- **Task**
Filter these entries down to the lines that hold the word "replace", and show each of them.

- **Records supplied**
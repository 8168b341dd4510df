use std::fmt;

use serde::Serialize;

/// Unix milliseconds — the only time type.
pub type Ms = i64;

/// Engine-assigned booking id, unique and monotonically increasing.
pub type BookingId = u64;

/// Opaque resource identifier supplied by the room registry (e.g. "R001").
pub type ResourceId = String;

/// Opaque requester identifier supplied by the employee registry.
pub type RequesterId = String;

/// Half-open interval `[start, end)`.
///
/// Construction is the only validation point: `end` must be strictly after
/// `start`. Fields are private so a slot can never be mutated into an
/// inverted range after the fact.
#[derive(Debug, Clone, Copy, PartialEq, Eq, Serialize)]
pub struct TimeSlot {
    start: Ms,
    end: Ms,
}

/// Rejected slot construction: `end` not strictly after `start`.
#[derive(Debug, Clone, Copy, PartialEq, Eq)]
pub struct InvalidRange {
    pub start: Ms,
    pub end: Ms,
}

impl fmt::Display for InvalidRange {
    fn fmt(&self, f: &mut fmt::Formatter<'_>) -> fmt::Result {
        write!(
            f,
            "invalid time range: end {} not after start {}",
            self.end, self.start
        )
    }
}

impl std::error::Error for InvalidRange {}

impl TimeSlot {
    pub fn new(start: Ms, end: Ms) -> Result<Self, InvalidRange> {
        if end <= start {
            return Err(InvalidRange { start, end });
        }
        Ok(Self { start, end })
    }

    pub fn start(&self) -> Ms {
        self.start
    }

    pub fn end(&self) -> Ms {
        self.end
    }

    pub fn duration_ms(&self) -> Ms {
        self.end - self.start
    }

    /// Strict overlap — slots that merely touch at a boundary do not collide.
    pub fn overlaps(&self, other: &TimeSlot) -> bool {
        self.start < other.end && other.start < self.end
    }

    /// Inclusive start, exclusive end. Diagnostics only; conflict detection
    /// goes through `overlaps`.
    pub fn contains(&self, t: Ms) -> bool {
        self.start <= t && t < self.end
    }
}

impl fmt::Display for TimeSlot {
    fn fmt(&self, f: &mut fmt::Formatter<'_>) -> fmt::Result {
        write!(f, "[{}, {})", self.start, self.end)
    }
}

/// Booking lifecycle. `Cancelled` is terminal; there is no way back.
#[derive(Debug, Clone, Copy, PartialEq, Eq, Serialize)]
pub enum BookingStatus {
    Active,
    Cancelled,
}

impl BookingStatus {
    pub fn is_active(&self) -> bool {
        matches!(self, BookingStatus::Active)
    }
}

/// One reservation of one resource by one requester.
///
/// Owned by the `ReservationIndex` once committed; everything else holds
/// only the ids. `status` is the single mutable field and only the index
/// mutates it.
#[derive(Debug, Clone, PartialEq, Eq, Serialize)]
pub struct Booking {
    pub id: BookingId,
    pub resource_id: ResourceId,
    pub requester_id: RequesterId,
    pub slot: TimeSlot,
    pub label: Option<String>,
    pub status: BookingStatus,
    pub created_at: Ms,
}

impl Booking {
    pub fn new(
        id: BookingId,
        resource_id: impl Into<ResourceId>,
        requester_id: impl Into<RequesterId>,
        slot: TimeSlot,
        label: Option<String>,
        created_at: Ms,
    ) -> Self {
        Self {
            id,
            resource_id: resource_id.into(),
            requester_id: requester_id.into(),
            slot,
            label,
            status: BookingStatus::Active,
            created_at,
        }
    }
}

#[cfg(test)]
mod tests {
    use super::*;

    #[test]
    fn slot_basics() {
        let s = TimeSlot::new(100, 200).unwrap();
        assert_eq!(s.duration_ms(), 100);
        assert!(s.contains(100));
        assert!(s.contains(199));
        assert!(!s.contains(200)); // half-open
        assert!(!s.contains(99));
    }

    #[test]
    fn slot_rejects_inverted_range() {
        let err = TimeSlot::new(200, 100).unwrap_err();
        assert_eq!(err, InvalidRange { start: 200, end: 100 });
    }

    #[test]
    fn slot_rejects_empty_range() {
        assert!(TimeSlot::new(100, 100).is_err());
    }

    #[test]
    fn slot_overlap() {
        let a = TimeSlot::new(100, 200).unwrap();
        let b = TimeSlot::new(150, 250).unwrap();
        let c = TimeSlot::new(200, 300).unwrap();
        assert!(a.overlaps(&b));
        assert!(b.overlaps(&a));
        assert!(!a.overlaps(&c)); // adjacent, not overlapping
        assert!(!c.overlaps(&a));
    }

    #[test]
    fn slot_overlap_containment() {
        let outer = TimeSlot::new(100, 400).unwrap();
        let inner = TimeSlot::new(150, 300).unwrap();
        assert!(outer.overlaps(&inner));
        assert!(inner.overlaps(&outer));
        assert!(outer.overlaps(&outer)); // self-overlap
    }

    #[test]
    fn slot_overlap_single_ms() {
        let a = TimeSlot::new(100, 201).unwrap();
        let b = TimeSlot::new(200, 300).unwrap();
        assert!(a.overlaps(&b));
    }

    #[test]
    fn booking_starts_active() {
        let slot = TimeSlot::new(0, 100).unwrap();
        let b = Booking::new(1, "R001", "E001", slot, None, 42);
        assert!(b.status.is_active());
        assert_eq!(b.created_at, 42);
    }
}
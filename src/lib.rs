//! Resource reservation core.
//!
//! Grants exclusive, time-bounded use of a finite set of shared resources
//! (meeting rooms) to requesters (employees), and never double-books a
//! resource even under concurrent callers: every booking decision runs as
//! one critical section under that resource's own lock, so contention stays
//! scoped per resource while the fleet books in parallel.
//!
//! This is an embedded library — no wire protocol, no persistence. The
//! enclosing application supplies resource and requester identities through
//! [`registry::Directory`] and maps the [`engine::ReservationEngine`]
//! operations onto whatever outer API it needs.

pub mod engine;
pub mod model;
pub mod observability;
pub mod registry;

pub use engine::{EngineError, ReservationEngine, ReservationIndex, ResourceLockTable};
pub use model::{
    Booking, BookingId, BookingStatus, InvalidRange, Ms, RequesterId, ResourceId, TimeSlot,
};
pub use registry::{Directory, InMemoryDirectory, RequesterRecord, ResourceRecord};
mod conflict;
mod error;
mod index;
mod locks;
mod mutations;
mod queries;

pub use error::EngineError;
pub use index::ReservationIndex;
pub use locks::ResourceLockTable;

use std::sync::Arc;
use std::sync::atomic::{AtomicU64, Ordering};

use crate::model::BookingId;
use crate::registry::Directory;

/// The reservation core: atomic check-then-commit booking, cancellation and
/// availability queries over a fleet of independently lockable resources.
///
/// Contention is scoped per resource id. Booking R001 never waits on R002;
/// for one resource, all `book`/`cancel` calls are totally ordered by lock
/// acquisition, which is what keeps the active set pairwise non-overlapping.
pub struct ReservationEngine {
    index: ReservationIndex,
    locks: ResourceLockTable,
    /// Booking ids are issued from here, starting at 1. Engine-owned, no
    /// process-wide statics.
    next_booking_id: AtomicU64,
    directory: Arc<dyn Directory>,
}

impl ReservationEngine {
    pub fn new(directory: Arc<dyn Directory>) -> Self {
        Self {
            index: ReservationIndex::new(),
            locks: ResourceLockTable::new(),
            next_booking_id: AtomicU64::new(0),
            directory,
        }
    }

    fn next_id(&self) -> BookingId {
        self.next_booking_id.fetch_add(1, Ordering::Relaxed) + 1
    }

    fn check_resource(&self, resource_id: &str) -> Result<(), EngineError> {
        if resource_id.is_empty() || !self.directory.resource_exists(resource_id) {
            return Err(EngineError::ResourceNotFound(resource_id.to_owned()));
        }
        Ok(())
    }

    fn check_requester(&self, requester_id: &str) -> Result<(), EngineError> {
        if requester_id.is_empty() || !self.directory.requester_exists(requester_id) {
            return Err(EngineError::RequesterNotFound(requester_id.to_owned()));
        }
        Ok(())
    }
}
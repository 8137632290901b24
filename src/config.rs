use config::{Config, ConfigError, Environment, File};
use serde::Deserialize;
use std::sync::OnceLock;

static CONFIG: OnceLock<AppConfig> = OnceLock::new();

/// Variable holding the raw encryption key material.
pub const ENCRYPTION_KEY_VAR: &str = "ENCRYPTION_KEY";

/// Variable naming the deployment environment.
pub const APP_ENV_VAR: &str = "APP_ENV";

/// Encryption key and environment settings
#[derive(Deserialize, Clone)]
pub struct SecurityConfig {
    /// Raw key material (base64, hex, or a passphrase)
    #[serde(default)]
    pub encryption_key: Option<String>,
    /// Deployment environment; only "production" is treated specially
    #[serde(default = "default_environment")]
    pub environment: String,
    /// Whether a throwaway key may replace a missing or invalid one outside
    /// production. Unset means allowed.
    #[serde(default)]
    pub allow_ephemeral_key: Option<bool>,
}

fn default_environment() -> String {
    "development".to_string()
}

impl SecurityConfig {
    pub fn is_production(&self) -> bool {
        self.environment.trim().eq_ignore_ascii_case("production")
    }

    /// Never in production. Elsewhere defaults to allowed.
    pub fn ephemeral_fallback_allowed(&self) -> bool {
        !self.is_production() && self.allow_ephemeral_key.unwrap_or(true)
    }

    pub fn has_key_material(&self) -> bool {
        self.encryption_key
            .as_deref()
            .is_some_and(|k| !k.trim().is_empty())
    }
}

impl Default for SecurityConfig {
    fn default() -> Self {
        Self {
            encryption_key: None,
            environment: default_environment(),
            allow_ephemeral_key: None,
        }
    }
}

impl std::fmt::Debug for SecurityConfig {
    fn fmt(&self, f: &mut std::fmt::Formatter<'_>) -> std::fmt::Result {
        f.debug_struct("SecurityConfig")
            .field("encryption_key", &self.encryption_key.as_ref().map(|_| "<redacted>"))
            .field("environment", &self.environment)
            .field("allow_ephemeral_key", &self.allow_ephemeral_key)
            .finish()
    }
}

/// Database configuration
#[derive(Debug, Deserialize, Clone)]
pub struct DatabaseConfig {
    #[serde(default = "default_database_url")]
    pub url: String,
    #[serde(default = "default_max_connections")]
    pub max_connections: u32,
}

fn default_database_url() -> String {
    "sqlite://configgate.db?mode=rwc".to_string()
}

fn default_max_connections() -> u32 {
    5
}

impl Default for DatabaseConfig {
    fn default() -> Self {
        Self {
            url: default_database_url(),
            max_connections: default_max_connections(),
        }
    }
}

impl DatabaseConfig {
    pub fn is_in_memory(&self) -> bool {
        self.url.contains(":memory:") || self.url.contains("mode=memory")
    }
}

/// Admin HTTP server configuration
#[derive(Debug, Deserialize, Clone)]
pub struct WebConfig {
    #[serde(default = "default_web_host")]
    pub host: String,
    #[serde(default = "default_web_port")]
    pub port: u16,
}

fn default_web_host() -> String {
    "127.0.0.1".to_string()
}

fn default_web_port() -> u16 {
    8088
}

impl Default for WebConfig {
    fn default() -> Self {
        Self {
            host: default_web_host(),
            port: default_web_port(),
        }
    }
}

impl WebConfig {
    pub fn bind_addr(&self) -> String {
        format!("{}:{}", self.host, self.port)
    }
}

/// Root application configuration
#[derive(Debug, Deserialize, Clone, Default)]
pub struct AppConfig {
    #[serde(default)]
    pub security: SecurityConfig,
    #[serde(default)]
    pub database: DatabaseConfig,
    #[serde(default)]
    pub web: WebConfig,
}

impl AppConfig {
    /// Load configuration from files and environment variables
    pub fn load() -> Result<Self, ConfigError> {
        let config = Config::builder()
            // Start with default config file
            .add_source(File::with_name("config/default").required(false))
            // Override with local config if present
            .add_source(File::with_name("config/local").required(false))
            // Override with environment variables (prefix: CONFIGGATE_)
            // e.g., CONFIGGATE_DATABASE__URL, CONFIGGATE_WEB__PORT
            .add_source(
                Environment::with_prefix("CONFIGGATE")
                    .separator("__")
                    .try_parsing(true),
            )
            // The two canonical variables win over everything else
            .set_override_option(
                "security.encryption_key",
                std::env::var(ENCRYPTION_KEY_VAR).ok(),
            )?
            .set_override_option("security.environment", std::env::var(APP_ENV_VAR).ok())?
            .build()?;

        config.try_deserialize()
    }

    /// Initialize the global config singleton
    pub fn init() -> Result<&'static Self, ConfigError> {
        let config = Self::load()?;
        Ok(CONFIG.get_or_init(|| config))
    }
}
/// Initialize database with migrations
pub async fn init_db(pool: &DbPool) -> StoreResult<()> {
    info!("Running database migrations");

    sqlx::query(
        r#"
        CREATE TABLE IF NOT EXISTS system_config (
            id INTEGER PRIMARY KEY AUTOINCREMENT,
            category TEXT NOT NULL,
            config_key TEXT NOT NULL,
            config_value TEXT NOT NULL DEFAULT '',
            value_kind TEXT NOT NULL DEFAULT 'str',
            description TEXT,
            is_encrypted BOOLEAN NOT NULL DEFAULT false,
            is_active BOOLEAN NOT NULL DEFAULT true,
            updated_by TEXT,
            created_at DATETIME NOT NULL,
            updated_at DATETIME NOT NULL,
            UNIQUE(category, config_key)
        )
        "#,
    )
    .execute(pool)
    .await?;

    sqlx::query(
        r#"
        CREATE TABLE IF NOT EXISTS admin_audit_logs (
            id INTEGER PRIMARY KEY AUTOINCREMENT,
            actor TEXT NOT NULL,
            action TEXT NOT NULL,
            target TEXT NOT NULL,
            old_value TEXT,
            new_value TEXT,
            details TEXT,
            timestamp DATETIME NOT NULL
        )
        "#,
    )
    .execute(pool)
    .await?;

    sqlx::query("CREATE INDEX IF NOT EXISTS idx_system_config_category ON system_config(category)")
        .execute(pool)
        .await?;
    sqlx::query("CREATE INDEX IF NOT EXISTS idx_audit_target ON admin_audit_logs(target)")
        .execute(pool)
        .await?;

    install_plaintext_guard(pool, &SensitivityClassifier::default()).await?;

    info!("Database migrations complete");
    Ok(())
}

/// SQL list literal of `'CATEGORY.key'` for every sensitive pair.
fn sensitive_pairs_sql(classifier: &SensitivityClassifier) -> String {
    let pairs: Vec<String> = classifier
        .entries()
        .map(|(category, key)| format!("'{}.{}'", category.replace('\'', "''"), key.replace('\'', "''")))
        .collect();
    if pairs.is_empty() {
        "NULL".to_string()
    } else {
        pairs.join(", ")
    }
}

/// (Re)create the triggers that abort any write leaving a sensitive,
/// non-empty value with `is_encrypted = false`.
///
/// Updates that only touch `is_active` are not checked, so legacy plaintext
/// rows can still be deactivated.
pub async fn install_plaintext_guard(
    pool: &DbPool,
    classifier: &SensitivityClassifier,
) -> StoreResult<()> {
    let pairs = sensitive_pairs_sql(classifier);
    let condition = format!(
        "NEW.is_encrypted = false AND length(NEW.config_value) > 0 \
         AND (NEW.category || '.' || NEW.config_key) IN ({pairs})"
    );
    let raise = format!(
        "SELECT RAISE(ABORT, '{PLAINTEXT_BLOCK_MARKER}: sensitive configuration must be encrypted');"
    );

    sqlx::query("DROP TRIGGER IF EXISTS guard_sensitive_plaintext_insert")
        .execute(pool)
        .await?;
    sqlx::query("DROP TRIGGER IF EXISTS guard_sensitive_plaintext_update")
        .execute(pool)
        .await?;

    sqlx::query(&format!(
        "CREATE TRIGGER guard_sensitive_plaintext_insert BEFORE INSERT ON system_config \
         WHEN {condition} BEGIN {raise} END"
    ))
    .execute(pool)
    .await?;
    sqlx::query(&format!(
        "CREATE TRIGGER guard_sensitive_plaintext_update \
         BEFORE UPDATE OF config_value, is_encrypted ON system_config \
         WHEN {condition} BEGIN {raise} END"
    ))
    .execute(pool)
    .await?;

    debug!("Plaintext guard triggers installed");
    Ok(())
}

/// Whether both guard triggers are present.
pub async fn plaintext_guard_installed(pool: &DbPool) -> StoreResult<bool> {
    let count: i64 = sqlx::query_scalar(
        "SELECT count(*) FROM sqlite_master WHERE type = 'trigger' AND name IN \
         ('guard_sensitive_plaintext_insert', 'guard_sensitive_plaintext_update')",
    )
    .fetch_one(pool)
    .await?;

    Ok(count == 2)
}
use crate::crypto::KeyError;
use crate::db::StoreError;
use crate::settings::{GateError, MigrationError, Refusal};
use thiserror::Error;

/// Application-wide error types
#[derive(Error, Debug)]
pub enum AppError {
    #[error("Configuration error: {0}")]
    Config(#[from] config::ConfigError),

    #[error("Encryption key error: {0}")]
    Key(#[from] KeyError),

    #[error("Storage error: {0}")]
    Store(#[from] StoreError),

    #[error("Migration error: {0}")]
    Migration(#[from] MigrationError),

    #[error("{0}")]
    Refused(Refusal),

    #[error("Setting not found: {0}")]
    NotFound(String),

    #[error("Bad request: {0}")]
    BadRequest(String),

    #[error("Internal error: {0}")]
    Internal(String),
}

impl AppError {
    pub fn bad_request<S: Into<String>>(msg: S) -> Self {
        Self::BadRequest(msg.into())
    }
}

impl From<GateError> for AppError {
    fn from(e: GateError) -> Self {
        match e {
            GateError::Storage(e) => Self::Store(e),
            GateError::Fault(msg) => Self::Internal(msg),
        }
    }
}

/// Result type alias using AppError
pub type AppResult<T> = Result<T, AppError>;

/// Convert AppError to HTTP status codes for web responses
impl AppError {
    pub fn status_code(&self) -> axum::http::StatusCode {
        use axum::http::StatusCode;
        match self {
            Self::Config(_) => StatusCode::INTERNAL_SERVER_ERROR,
            Self::Key(_) => StatusCode::INTERNAL_SERVER_ERROR,
            Self::Store(_) => StatusCode::SERVICE_UNAVAILABLE,
            Self::Migration(MigrationError::CipherUnavailable | MigrationError::EphemeralKey) => {
                StatusCode::FORBIDDEN
            }
            Self::Migration(MigrationError::Store(_)) => StatusCode::SERVICE_UNAVAILABLE,
            Self::Refused(_) => StatusCode::FORBIDDEN,
            Self::NotFound(_) => StatusCode::NOT_FOUND,
            Self::BadRequest(_) => StatusCode::BAD_REQUEST,
            Self::Internal(_) => StatusCode::INTERNAL_SERVER_ERROR,
        }
    }

    /// What the client is told. Details stay in the server logs.
    pub fn public_message(&self) -> String {
        match self {
            Self::Refused(refusal) => refusal.user_message().to_string(),
            Self::Store(_) | Self::Migration(MigrationError::Store(_)) => {
                "storage unavailable, try again".to_string()
            }
            Self::Migration(MigrationError::CipherUnavailable | MigrationError::EphemeralKey) => {
                "operation refused".to_string()
            }
            Self::NotFound(_) | Self::BadRequest(_) => self.to_string(),
            Self::Config(_) | Self::Key(_) | Self::Internal(_) => "internal error".to_string(),
        }
    }
}

impl axum::response::IntoResponse for AppError {
    fn into_response(self) -> axum::response::Response {
        let status = self.status_code();
        if status.is_server_error() {
            tracing::error!(error = %self, "Request failed");
        }
        let mut body = serde_json::json!({
            "error": self.public_message(),
            "code": status.as_u16()
        });
        if let Self::Refused(refusal) = &self {
            body["reason"] = serde_json::json!(refusal.reason);
        }
        (status, axum::Json(body)).into_response()
    }
}
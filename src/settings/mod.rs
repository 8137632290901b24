//! Named system settings and the rules protecting the secret ones.

pub mod audit;
pub mod defaults;
pub mod gate;
pub mod migration;
pub mod sensitivity;

pub use audit::{
    audit_sensitive_configs, production_readiness, run_security_check, AuditStatus,
    OverallStatus, ReadinessIssue, SecurityAuditReport, SecurityCheck,
};
pub use defaults::{default_entries, ConfigDefault};
pub use gate::{
    ConfigGate, ConfigView, GateError, Refusal, RefusalReason, ResetOutcome, Resolved,
    SaveOutcome, SavedEntry, SENSITIVE_MARKER, UNAVAILABLE_MARKER,
};
pub use migration::{migrate_plaintext_configs, MigrationError, MigrationReport};
pub use sensitivity::SensitivityClassifier;
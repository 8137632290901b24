//! Shared types for ConfigGate.
//!
//! These are used by the server and by the admin CLI. `ConfigValue` is the
//! typed form of a setting; everything below the settings gate only ever sees
//! its storage string plus the `ValueKind` tag.

use serde::{Deserialize, Serialize};
use thiserror::Error;

/// Errors when turning a stored string back into a typed value.
#[derive(Debug, Error, PartialEq, Eq)]
pub enum ValueParseError {
    #[error("unknown value kind: {0}")]
    UnknownKind(String),

    #[error("invalid {kind} value")]
    Invalid { kind: ValueKind },
}

/// Discriminant persisted next to every stored value.
#[derive(Debug, Clone, Copy, PartialEq, Eq, Hash, Serialize, Deserialize)]
#[serde(rename_all = "snake_case")]
pub enum ValueKind {
    Bool,
    Int,
    Str,
    StringList,
}

impl ValueKind {
    pub fn as_str(&self) -> &'static str {
        match self {
            Self::Bool => "bool",
            Self::Int => "int",
            Self::Str => "str",
            Self::StringList => "string_list",
        }
    }

    pub fn parse(s: &str) -> Result<Self, ValueParseError> {
        match s {
            "bool" => Ok(Self::Bool),
            "int" => Ok(Self::Int),
            "str" => Ok(Self::Str),
            "string_list" => Ok(Self::StringList),
            other => Err(ValueParseError::UnknownKind(other.to_string())),
        }
    }
}

impl std::fmt::Display for ValueKind {
    fn fmt(&self, f: &mut std::fmt::Formatter<'_>) -> std::fmt::Result {
        write!(f, "{}", self.as_str())
    }
}

/// A typed configuration value.
///
/// Serialized untagged, so JSON `true`, `30`, `"smtp.example.org"` and
/// `["a", "b"]` map to the four variants directly.
#[derive(Debug, Clone, PartialEq, Eq, Serialize, Deserialize)]
#[serde(untagged)]
pub enum ConfigValue {
    Bool(bool),
    Int(i64),
    Str(String),
    StringList(Vec<String>),
}

impl ConfigValue {
    pub fn kind(&self) -> ValueKind {
        match self {
            Self::Bool(_) => ValueKind::Bool,
            Self::Int(_) => ValueKind::Int,
            Self::Str(_) => ValueKind::Str,
            Self::StringList(_) => ValueKind::StringList,
        }
    }

    /// String form handed to the cipher and the store.
    pub fn to_storage_string(&self) -> String {
        match self {
            Self::Bool(b) => b.to_string(),
            Self::Int(i) => i.to_string(),
            Self::Str(s) => s.clone(),
            // Serializing a Vec<String> cannot fail.
            Self::StringList(items) => serde_json::to_string(items).unwrap_or_else(|_| "[]".into()),
        }
    }

    /// Inverse of [`ConfigValue::to_storage_string`].
    pub fn from_storage(kind: ValueKind, text: &str) -> Result<Self, ValueParseError> {
        let invalid = || ValueParseError::Invalid { kind };
        match kind {
            ValueKind::Bool => match text {
                "true" => Ok(Self::Bool(true)),
                "false" => Ok(Self::Bool(false)),
                _ => Err(invalid()),
            },
            ValueKind::Int => text.parse().map(Self::Int).map_err(|_| invalid()),
            ValueKind::Str => Ok(Self::Str(text.to_string())),
            ValueKind::StringList => serde_json::from_str(text)
                .map(Self::StringList)
                .map_err(|_| invalid()),
        }
    }

    /// Logical emptiness: the storage string is `""`.
    ///
    /// Only strings can be empty; an empty list still serializes to `[]`.
    pub fn is_empty(&self) -> bool {
        matches!(self, Self::Str(s) if s.is_empty())
    }

    pub fn as_str(&self) -> Option<&str> {
        match self {
            Self::Str(s) => Some(s),
            _ => None,
        }
    }
}

impl From<&str> for ConfigValue {
    fn from(s: &str) -> Self {
        Self::Str(s.to_string())
    }
}

impl From<String> for ConfigValue {
    fn from(s: String) -> Self {
        Self::Str(s)
    }
}

impl From<bool> for ConfigValue {
    fn from(b: bool) -> Self {
        Self::Bool(b)
    }
}

impl From<i64> for ConfigValue {
    fn from(i: i64) -> Self {
        Self::Int(i)
    }
}

impl From<Vec<String>> for ConfigValue {
    fn from(items: Vec<String>) -> Self {
        Self::StringList(items)
    }
}

impl std::fmt::Display for ConfigValue {
    fn fmt(&self, f: &mut std::fmt::Formatter<'_>) -> std::fmt::Result {
        f.write_str(&self.to_storage_string())
    }
}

- **Written solution**
    /// Whether a throwaway key may replace a missing or invalid one outside
        .map(|(category, key)| format!("'{}.{}'", category.replace('\'', "''"), key.replace('\'', "''")))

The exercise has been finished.